As professional anthropologist, trained in a tradition passed on to us by those who came before us and as the ones who will be passing on that tradition, we should be both personally and collectively concerned about our legacy.  As knowledge producers and members of the knowledge industry, i.e. researchers, scholars, teachers, and advisers, we have a duty to insure that our work products are made available to our heirs.

Buried on page 4 of the 2009 version of the AAA ethics code, under the major heading III Research, subsection, B. Responsibility to Scholarship and Science is the following item:

6. Anthropological researchers should seriously consider all reasonable requests for access to their data and other research materials for purposes of research. They should also make every effort to insure preservation of their fieldwork data for use by posterity.

Like so many of the “ethical principles” of the AAA, this provision is a wish that has never been truly addressed by the profession in terms of an actionable item. It is offered only as a suggestion with little thought of the important role it might play in the future development and management of the profession and the science.

This is a very important observation. If you read the various versions and note the changes that have taken place in the AAA ethics statements, you would see that there is considerable concern about how one's work will be received, first, by those studied and, then later, with the human subjects issues imposed by sponsors on how the research and data will be managed. Research is made even more complex by the technology for digitally recording field observations and now digitally archiving research documents in their original form. This technology makes public’s access and data retrieval, through legitimate or illegitimate means, easier. It also places the access and use of such data beyond the researcher’s control. Today, the ethical issues involved in human subject research are more complex and challenging.

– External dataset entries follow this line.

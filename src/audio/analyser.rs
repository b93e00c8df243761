//! Byte-valued frequency and waveform analysis.
//!
//! [`AudioAnalyser`] is the boundary the render loop reads from once per
//! frame. [`ByteAnalyser`] is the DSP behind the native implementation and
//! follows the browser analyser conventions: Blackman window, temporal
//! smoothing of magnitudes, decibel range mapped onto `0..=255`, and
//! waveform bytes centred on 128.

use rustfft::{num_complex::Complex, Fft, FftPlanner};
use std::sync::Arc;

/// FFT window size used by the visualizer.
pub const DEFAULT_FFT_SIZE: usize = 2048;
/// Weight of the previous frame's magnitude when smoothing.
pub const DEFAULT_SMOOTHING: f32 = 0.8;
pub const DEFAULT_MIN_DECIBELS: f32 = -100.0;
pub const DEFAULT_MAX_DECIBELS: f32 = -30.0;

/// Source of per-frame byte spectra, e.g. a playing music track.
pub trait AudioAnalyser {
    /// Length of the arrays filled below (half the FFT size).
    fn frequency_bin_count(&self) -> usize;

    /// Whether a source is currently feeding the analyser.
    fn is_active(&self) -> bool;

    /// Snapshot the current input so both byte arrays below describe the
    /// same window. Called once per frame before reading them.
    fn capture(&mut self) {}

    /// Fill `out` with the current magnitude spectrum, one byte per bin.
    fn byte_frequency_data(&mut self, out: &mut [u8]);

    /// Fill `out` with the current waveform, 128 meaning silence.
    fn byte_time_domain_data(&mut self, out: &mut [u8]);
}

/// Provider of the most recent audio samples.
pub trait SampleSource {
    fn is_playing(&self) -> bool;

    /// Copy the `out.len()` samples that end at the current playhead.
    /// Positions before the start of the track are zero.
    fn copy_window(&self, out: &mut [f32]);
}

/// Spectrum analyser producing byte data from a window of samples.
pub struct ByteAnalyser {
    fft: Arc<dyn Fft<f32>>,
    fft_size: usize,
    window: Vec<f32>,
    smoothed: Vec<f32>,
    scratch: Vec<Complex<f32>>,
    smoothing: f32,
    min_decibels: f32,
    max_decibels: f32,
}

impl ByteAnalyser {
    /// Create an analyser for windows of `fft_size` samples.
    ///
    /// # Panics
    ///
    /// Panics if `fft_size` is not a power of two.
    pub fn new(fft_size: usize) -> Self {
        assert!(fft_size.is_power_of_two(), "FFT size must be a power of 2");

        let fft = FftPlanner::new().plan_fft_forward(fft_size);

        // Blackman window
        let n = fft_size as f32;
        let window = (0..fft_size)
            .map(|i| {
                let t = 2.0 * std::f32::consts::PI * i as f32 / n;
                0.42 - 0.5 * t.cos() + 0.08 * (2.0 * t).cos()
            })
            .collect();

        Self {
            fft,
            fft_size,
            window,
            smoothed: vec![0.0; fft_size / 2],
            scratch: vec![Complex::new(0.0, 0.0); fft_size],
            smoothing: DEFAULT_SMOOTHING,
            min_decibels: DEFAULT_MIN_DECIBELS,
            max_decibels: DEFAULT_MAX_DECIBELS,
        }
    }

    pub fn with_smoothing(mut self, smoothing: f32) -> Self {
        self.smoothing = smoothing.clamp(0.0, 1.0);
        self
    }

    pub fn with_decibel_range(mut self, min_decibels: f32, max_decibels: f32) -> Self {
        assert!(min_decibels < max_decibels, "decibel range is empty");
        self.min_decibels = min_decibels;
        self.max_decibels = max_decibels;
        self
    }

    pub fn fft_size(&self) -> usize {
        self.fft_size
    }

    pub fn bin_count(&self) -> usize {
        self.fft_size / 2
    }

    /// Forget the smoothing history.
    pub fn reset(&mut self) {
        self.smoothed.fill(0.0);
    }

    /// Run one analysis step over `samples` (the last `fft_size` samples are
    /// used, missing leading samples count as zero) and write one byte per
    /// bin into `out`.
    pub fn frequency_bytes(&mut self, samples: &[f32], out: &mut [u8]) {
        let offset = self.fft_size.saturating_sub(samples.len());
        let tail = &samples[samples.len().saturating_sub(self.fft_size)..];

        for (i, slot) in self.scratch.iter_mut().enumerate() {
            let s = if i < offset { 0.0 } else { tail[i - offset] };
            *slot = Complex::new(s * self.window[i], 0.0);
        }
        self.fft.process(&mut self.scratch);

        let scale = 1.0 / self.fft_size as f32;
        let range = self.max_decibels - self.min_decibels;
        for (k, smoothed) in self.smoothed.iter_mut().enumerate() {
            let magnitude = self.scratch[k].norm() * scale;
            *smoothed = self.smoothing * *smoothed + (1.0 - self.smoothing) * magnitude;
            if let Some(byte) = out.get_mut(k) {
                let db = 20.0 * smoothed.max(f32::MIN_POSITIVE).log10();
                let scaled = 255.0 * (db - self.min_decibels) / range;
                *byte = scaled.floor().clamp(0.0, 255.0) as u8;
            }
        }
    }

    /// Map samples onto waveform bytes; `out` is filled from the start of
    /// the window.
    pub fn time_domain_bytes(&self, samples: &[f32], out: &mut [u8]) {
        let tail = &samples[samples.len().saturating_sub(self.fft_size)..];
        for (byte, &s) in out.iter_mut().zip(tail) {
            *byte = (128.0 * (1.0 + s)).floor().clamp(0.0, 255.0) as u8;
        }
    }
}

/// [`AudioAnalyser`] over any [`SampleSource`].
pub struct WindowAnalyser<S> {
    source: S,
    analyser: ByteAnalyser,
    samples: Vec<f32>,
}

impl<S: SampleSource> WindowAnalyser<S> {
    pub fn new(source: S, fft_size: usize) -> Self {
        Self {
            source,
            analyser: ByteAnalyser::new(fft_size),
            samples: vec![0.0; fft_size],
        }
    }

    pub fn source(&self) -> &S {
        &self.source
    }
}

impl<S: SampleSource> AudioAnalyser for WindowAnalyser<S> {
    fn frequency_bin_count(&self) -> usize {
        self.analyser.bin_count()
    }

    fn is_active(&self) -> bool {
        self.source.is_playing()
    }

    fn capture(&mut self) {
        self.source.copy_window(&mut self.samples);
    }

    /// Spectrum of the window taken by the last [`AudioAnalyser::capture`].
    fn byte_frequency_data(&mut self, out: &mut [u8]) {
        self.analyser.frequency_bytes(&self.samples, out);
    }

    fn byte_time_domain_data(&mut self, out: &mut [u8]) {
        self.analyser.time_domain_bytes(&self.samples, out);
    }
}

#[cfg(test)]
mod tests {
    use super::*;
    use crate::audio::features::AudioFeatureExtractor;
    use std::cell::Cell;
    use std::f32::consts::PI;

    /// Source whose level rises every time a window is copied.
    struct RisingSource {
        copies: Cell<u32>,
    }

    impl SampleSource for RisingSource {
        fn is_playing(&self) -> bool {
            true
        }

        fn copy_window(&self, out: &mut [f32]) {
            let copies = self.copies.get();
            out.fill(0.5 * copies as f32);
            self.copies.set(copies + 1);
        }
    }

    #[test]
    fn test_both_arrays_share_one_window_per_frame() {
        let source = RisingSource {
            copies: Cell::new(1),
        };
        let mut analyser = WindowAnalyser::new(source, 256);
        let mut extractor = AudioFeatureExtractor::new(128);

        let features = extractor.extract(Some(&mut analyser));
        assert_eq!(analyser.source().copies.get(), 2);
        // a constant 0.5 window maps every waveform byte to 192
        assert!((features.waveform_amplitude - 192.0 / 255.0).abs() < 1e-5);

        extractor.extract(Some(&mut analyser));
        assert_eq!(analyser.source().copies.get(), 3);
    }

    fn generate_sine(freq: f32, sample_rate: u32, num_samples: usize) -> Vec<f32> {
        (0..num_samples)
            .map(|i| (2.0 * PI * freq * i as f32 / sample_rate as f32).sin())
            .collect()
    }

    #[test]
    fn test_silence_maps_to_floor_and_midline() {
        let mut analyser = ByteAnalyser::new(1024);
        let silence = vec![0.0; 1024];

        let mut freq = vec![255u8; 512];
        analyser.frequency_bytes(&silence, &mut freq);
        assert!(freq.iter().all(|&b| b == 0));

        let mut wave = vec![0u8; 512];
        analyser.time_domain_bytes(&silence, &mut wave);
        assert!(wave.iter().all(|&b| b == 128));
    }

    #[test]
    fn test_sine_peaks_at_its_bin() {
        let sample_rate = 44100;
        let mut analyser = ByteAnalyser::new(2048)
            .with_smoothing(0.0)
            .with_decibel_range(-100.0, 0.0);
        let samples = generate_sine(1000.0, sample_rate, 2048);

        let mut freq = vec![0u8; analyser.bin_count()];
        analyser.frequency_bytes(&samples, &mut freq);

        let peak_bin = freq
            .iter()
            .enumerate()
            .max_by_key(|&(_, &b)| b)
            .map(|(i, _)| i)
            .unwrap();
        let peak_freq = peak_bin as f32 * sample_rate as f32 / 2048.0;
        assert!((peak_freq - 1000.0).abs() < 50.0, "peak at {peak_freq} Hz");
        assert!(freq[peak_bin] > 200);
    }

    #[test]
    fn test_smoothing_lags_behind_input() {
        let samples = generate_sine(440.0, 44100, 2048);
        let mut smooth = ByteAnalyser::new(2048);
        let mut instant = ByteAnalyser::new(2048).with_smoothing(0.0);

        let mut a = vec![0u8; 1024];
        let mut b = vec![0u8; 1024];
        smooth.frequency_bytes(&samples, &mut a);
        instant.frequency_bytes(&samples, &mut b);

        let sum = |v: &[u8]| v.iter().map(|&x| x as u32).sum::<u32>();
        assert!(sum(&a) < sum(&b));
    }

    #[test]
    fn test_time_domain_clamps_full_scale() {
        let analyser = ByteAnalyser::new(4);
        let mut out = [0u8; 4];
        analyser.time_domain_bytes(&[1.0, -1.0, 2.0, 0.5], &mut out);
        assert_eq!(out, [255, 0, 255, 192]);
    }

    #[test]
    #[should_panic(expected = "power of 2")]
    fn test_rejects_non_power_of_two() {
        let _ = ByteAnalyser::new(1000);
    }
}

Concern over one's legacy is not restricted to cultural or social anthropology. It applies to all the sub-disciplines in ways that are both shared across anthropology and which are specific to the sub-discipline. 

Another reason for the original question is that these data are, to the extent you have ownership and control of the data, your responsibility. If you are concerned about how your material might be received, then you have to be concerned about the disposition of your material after your death. Once you are no longer alive, you will have no control over what is saved or how it will be used. Thus, planning and executing a Legacy Plan for the disposition of your materials -- planning for your legacy -- at some point of your career is crucial. This might mean physically destroying material that you don't want to be passed on, or assigning it to a trustee with an embargo on the release of the material to the "public" for some period of time, or you can just leave it to chance.

The challenge we face today is a black or white ethical choice. Remember, one can never expect to satisfy everyone. The choices are: What value do you feel your data might have for the future of the science vs. What harm do you feel that public release of your data  might have do to the individuals and society you studied? 

Do you have a Legacy Plan? Will your legacy be used by the future anthropologists for the benefit of the science? How can the AAA make actionable the ethical concerns of members for safe keeping their legacy?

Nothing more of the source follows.